■ Action item ■
Some entries follow. Reproduce exactly the lines starting at the one with "pub const METADATA_BYTES: usize" and stopping after the one with "logging::init();".

Segment Start: Information

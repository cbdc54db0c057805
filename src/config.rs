pub const BLOCK_SIZE: usize = 128;
pub const MAX_ENTRIES: usize = 16; // Directory slots
pub const MAX_BLOCKS: usize = 64; // Data blocks, one link node each
pub const MAX_NAME_LEN: usize = 11;

pub const ENTRY_SIZE: usize = MAX_NAME_LEN + 2 + 2; // name + size + first_link
pub const NODE_SIZE: usize = 2 + 2; // block_index + next_link

pub const METADATA_BYTES: usize = MAX_ENTRIES * ENTRY_SIZE + MAX_BLOCKS * NODE_SIZE;
pub const METADATA_BLOCKS: usize = METADATA_BYTES.div_ceil(BLOCK_SIZE);
pub const METADATA_AREA: usize = METADATA_BLOCKS * BLOCK_SIZE; // Zero-padded on disk

pub const DATA_START: u64 = METADATA_AREA as u64; // Byte offset of data block 0
pub const MAX_FILE_SIZE: usize = MAX_BLOCKS * BLOCK_SIZE;

/// Smallest backing region that can hold the metadata area plus every
/// data block. The engine never grows the region.
pub const VOLUME_SIZE: u64 = DATA_START + MAX_FILE_SIZE as u64;

pub const NO_LINK: i16 = -1; // Chain end / unused sentinel
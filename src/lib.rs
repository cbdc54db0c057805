//! Chainfs is a tiny single-volume block file store.
//! Files are flat (no directories), named by short ASCII strings, and
//! read or replaced whole; no permissions, timestamps, or other advanced
//! features.
//!
//! Chainfs volume's linear layout:
//! - Directory table (16 fixed-width entries)
//! - Block-link table (64 fixed-width nodes)
//! - Zero padding up to a whole number of blocks
//! - Data blocks (64 x 128 bytes)
//!
//! Chainfs's layers (from bottom to top):
//! 1. Volume: Abstraction for the backing byte region.     | User implemented (file, RAM, etc.)
//! 2. Metadata codec: Fixed-width table serialization.     | Fs implemented
//! 3. Tables: Directory entries and block-link nodes.      | Fs implemented
//! 4. FileStore: Locked engine exposing the operations.    | Fs implemented
//! 5. Server: Line protocol adapter over TCP.              | Fs implemented (optional)

mod config;
mod error;
pub mod logging;
mod meta;
mod server;
mod store;
mod tables;
mod volume;

pub use config::*;
pub use error::Result;
pub use error::StoreError as Error;
pub use meta::{decode_tables, encode_tables};
pub use server::Server;
pub use store::FileStore;
pub use tables::{DirEntry, LinkNode, validate_name};
pub use volume::{FileVolume, Volume};
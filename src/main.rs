use std::net::TcpListener;
use std::process::exit;
use std::sync::Arc;

use chainfs::{FileStore, FileVolume, Server, VOLUME_SIZE, logging};

fn main() {
    logging::init();

    let mut args = std::env::args().skip(1);
    let path = args.next().unwrap_or_else(|| "chainfs.img".into());
    let addr = args.next().unwrap_or_else(|| "127.0.0.1:7070".into());

    let volume = match FileVolume::open(&path) {
        Ok(volume) => volume,
        Err(e) => {
            log::error!("cannot open {path}: {e}");
            exit(1);
        }
    };
    let store = match FileStore::open(volume, VOLUME_SIZE) {
        Ok(store) => Arc::new(store),
        Err(e) => {
            log::error!("cannot open store on {path}: {e}");
            exit(1);
        }
    };

    let listener = match TcpListener::bind(&addr) {
        Ok(listener) => listener,
        Err(e) => {
            log::error!("cannot bind {addr}: {e}");
            exit(1);
        }
    };

    if let Err(e) = Server::new(store).run(listener) {
        log::error!("server stopped: {e}");
        exit(1);
    }
}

Segment End: Information

■ Answer section ■
pub const METADATA_BYTES: usize = MAX_ENTRIES * ENTRY_SIZE + MAX_BLOCKS * NODE_SIZE;
pub const METADATA_BLOCKS: usize = METADATA_BYTES.div_ceil(BLOCK_SIZE);
pub const METADATA_AREA: usize = METADATA_BLOCKS * BLOCK_SIZE; // Zero-padded on disk

pub const DATA_START: u64 = METADATA_AREA as u64; // Byte offset of data block 0
pub const MAX_FILE_SIZE: usize = MAX_BLOCKS * BLOCK_SIZE;

/// Smallest backing region that can hold the metadata area plus every
/// data block. The engine never grows the region.
pub const VOLUME_SIZE: u64 = DATA_START + MAX_FILE_SIZE as u64;

pub const NO_LINK: i16 = -1; // Chain end / unused sentinel
filename src/lib.rs
repository cbdc54db0c057805
//! Chainfs is a tiny single-volume block file store.
//! Files are flat (no directories), named by short ASCII strings, and
//! read or replaced whole; no permissions, timestamps, or other advanced
//! features.
//!
//! Chainfs volume's linear layout:
//! - Directory table (16 fixed-width entries)
//! - Block-link table (64 fixed-width nodes)
//! - Zero padding up to a whole number of blocks
//! - Data blocks (64 x 128 bytes)
//!
//! Chainfs's layers (from bottom to top):
//! 1. Volume: Abstraction for the backing byte region.     | User implemented (file, RAM, etc.)
//! 2. Metadata codec: Fixed-width table serialization.     | Fs implemented
//! 3. Tables: Directory entries and block-link nodes.      | Fs implemented
//! 4. FileStore: Locked engine exposing the operations.    | Fs implemented
//! 5. Server: Line protocol adapter over TCP.              | Fs implemented (optional)

mod config;
mod error;
pub mod logging;
mod meta;
mod server;
mod store;
mod tables;
mod volume;

pub use config::*;
pub use error::Result;
pub use error::StoreError as Error;
pub use meta::{decode_tables, encode_tables};
pub use server::Server;
pub use store::FileStore;
pub use tables::{DirEntry, LinkNode, validate_name};
pub use volume::{FileVolume, Volume};
filename src/main.rs
use std::net::TcpListener;
use std::process::exit;
use std::sync::Arc;

use chainfs::{FileStore, FileVolume, Server, VOLUME_SIZE, logging};

fn main() {
    logging::init();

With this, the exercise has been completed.